Особую группу составляли крепостные, отпущенные на промысел в столицу. Те из них, кто сумел разбогатеть, стремились выкупиться на волю. У графа Д. Н. Шереметева, владельца 125 тысяч душ, было много богатых крепостных. Одному из них, купцу Шелушину, получить свободу помог счастливый случай. Шелушин – один из богатейших рижских купцов – не мог найти невест своим сыновьям: девушки отказывались выходить замуж за крепостных, ведь и сами они тогда становились крепостными. Тщетно Шелушин предлагал Шереметеву 200 тысяч за вольную. Граф и без того был баснословно богат. В очередной раз приехав в Петербург с подношениями для барина, Шелушин застал его за завтраком. Тот пребывал в дурном расположении духа: в городе не было устриц.
«А, Шелушин, – воскликнул Шереметев, – ты предлагал мне 200 тысяч, но я не знаю, что с ними делать. Но достань мне к завтраку устриц, и ты получишь свободу!» Шелушин низко поклонился и сказал, что устрицы уже в доме. Бочонок внесли в столовую, на его крышке Шереметев подписал вольную купцу и его семье. «А теперь, господин Шелушин, я прошу сесть с нами за стол», – заключил он.

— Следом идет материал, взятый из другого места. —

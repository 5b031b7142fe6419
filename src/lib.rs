//! # Copycat
//!
//! Duplicate and near-duplicate submission detection, packaged as a CLI
//! over SQLite. The detection engine itself lives in `copycat-core`; this
//! crate supplies the pieces around it:
//!
//! ## Architecture
//!
//! ```text
//! file ──▶ copycat submit ──▶ copycat-core Engine ──▶ SqliteRepository
//!                                  │
//!                                  └──▶ TesseractOcr (images)
//! ```
//!
//! ## Modules
//!
//! | Module | Purpose |
//! |--------|---------|
//! | [`config`] | TOML configuration parsing |
//! | [`db`] | Database connection |
//! | [`migrate`] | Schema migrations |
//! | [`sqlite_repo`] | SQLite submission repository |
//! | [`ocr`] | Tesseract OCR backend |
//! | [`pipeline`] | Engine wiring |
//! | [`submit`] | Submission command |

pub mod compare;
pub mod config;
pub mod db;
pub mod get;
pub mod logging;
pub mod migrate;
pub mod ocr;
pub mod pipeline;
pub mod rebuild;
pub mod sqlite_repo;
pub mod stats;
pub mod submit;
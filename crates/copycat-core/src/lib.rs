//! # Copycat Core
//!
//! The duplicate-submission detection engine: fingerprinting, text
//! extraction, normalization, TF-IDF vectorization, a flat similarity
//! index, and the decision engine that turns those signals into a
//! [`models::Verdict`].
//!
//! This crate contains no sqlx or process spawning, and uses tokio only to
//! move PDF parsing and model fitting onto the blocking pool. Storage is
//! reached through the [`repository::SubmissionRepository`] trait and OCR
//! through the [`extract::OcrEngine`] trait; the `copycat` app crate
//! supplies the SQLite and tesseract implementations.
//!
//! ## Pipeline
//!
//! ```text
//! bytes ──▶ fingerprint ─────────────────────────────┐
//!   │                                                 ▼
//!   └──▶ extract ──▶ normalize ──▶ model.embed ──▶ index.query ──▶ engine ──▶ Verdict
//! ```

pub mod engine;
pub mod extract;
pub mod fingerprint;
pub mod index;
pub mod model;
pub mod models;
pub mod normalize;
pub mod repository;
mod stopwords;

pub use engine::{DetectionParams, Engine, EngineError, ScopeSnapshot};
pub use extract::{ExtractionFailure, ExtractionLimits, Extractor, OcrEngine};
pub use fingerprint::{fingerprint, Fingerprint};
pub use index::{FlatIndex, Neighbor};
pub use model::{hybrid_similarity, pairwise_similarity, ModelParams, ModelState};
pub use models::{
    BestMatch, CorpusEntry, Format, ImageKind, ScopeSummary, SubmissionRecord, Verdict,
    VerdictStatus,
};
pub use normalize::normalize;
pub use repository::{InMemoryRepository, SubmissionRepository};
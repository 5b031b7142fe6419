//! Exact nearest-neighbour index over a snapshot's vectors.
//!
//! A brute-force scan under squared Euclidean distance. Vectors produced by
//! [`crate::model::ModelState::embed`] are unit length, so distance and
//! cosine rank identically and [`similarity_from_distance`] converts back.

/// One query hit: the position of the vector passed to [`FlatIndex::build`]
/// and its squared Euclidean distance from the query.
#[derive(Debug, Clone, Copy, PartialEq)]
pub struct Neighbor {
    pub position: usize,
    pub distance: f32,
}

#[derive(Debug, Clone, Default)]
pub struct FlatIndex {
    dimension: usize,
    vectors: Vec<Vec<f32>>,
}

impl FlatIndex {
    /// Build over `vectors`. The first vector fixes the dimension.
    pub fn build(vectors: Vec<Vec<f32>>) -> Self {
        let dimension = vectors.first().map(Vec::len).unwrap_or(0);
        Self { dimension, vectors }
    }

    pub fn len(&self) -> usize {
        self.vectors.len()
    }

    pub fn is_empty(&self) -> bool {
        self.vectors.is_empty()
    }

    pub fn dimension(&self) -> usize {
        self.dimension
    }

    /// The `k` nearest stored vectors, ordered by `(distance, position)`.
    ///
    /// Stored vectors with zero norm or the wrong dimension never match.
    /// A zero-norm or mismatched query returns nothing.
    pub fn query(&self, query: &[f32], k: usize) -> Vec<Neighbor> {
        if k == 0 || query.len() != self.dimension || is_zero(query) {
            return Vec::new();
        }

        let mut hits: Vec<Neighbor> = self
            .vectors
            .iter()
            .enumerate()
            .filter(|(_, v)| v.len() == self.dimension && !is_zero(v))
            .map(|(position, v)| Neighbor {
                position,
                distance: squared_l2(query, v),
            })
            .collect();

        hits.sort_by(|a, b| {
            a.distance
                .total_cmp(&b.distance)
                .then(a.position.cmp(&b.position))
        });
        hits.truncate(k);
        hits
    }
}

/// Cosine similarity of two unit vectors at squared distance `distance`.
pub fn similarity_from_distance(distance: f32) -> f64 {
    (1.0 - f64::from(distance) / 2.0).clamp(0.0, 1.0)
}

fn squared_l2(a: &[f32], b: &[f32]) -> f32 {
    a.iter().zip(b.iter()).map(|(x, y)| (x - y) * (x - y)).sum()
}

fn is_zero(v: &[f32]) -> bool {
    v.iter().all(|x| *x == 0.0)
}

Многие замечательные люди вышли из крепостных: художники В. А. Тропинин, Г. В. Сорока, О. А. Кипренский, архитектор А. Н. Воронихин, поэт Т. Г. Шевченко. Этот перечень можно продолжать. Но, конечно, не всем одаренным людям удавалось вырваться из неволи. А. В. Никитенко описал в дневнике встречу в одном из петербургских домов: «Мы нашли мальчика лет 14, который в маленькой комнате срисовывал копию с картины Рубенса. Копия прекрасная... Это крепостной графа Головкина. Я говорил с ним. В нем определенные признаки таланта; но он уже начинает думать о ничтожестве жизни, предаваться тоске и унынию. Граф ни за что не хочет дать ему волю... Что будет из этого мальчика? Теперь он самоучкою снимает копии с Рубенса. Через 2 или 3 года он сломает кисти, бросит картины в огонь и сделается пьяницей или самоубийцею. Граф Головкин, однако, считается добрым барином и человеком образованным. О Русь! О Русь!»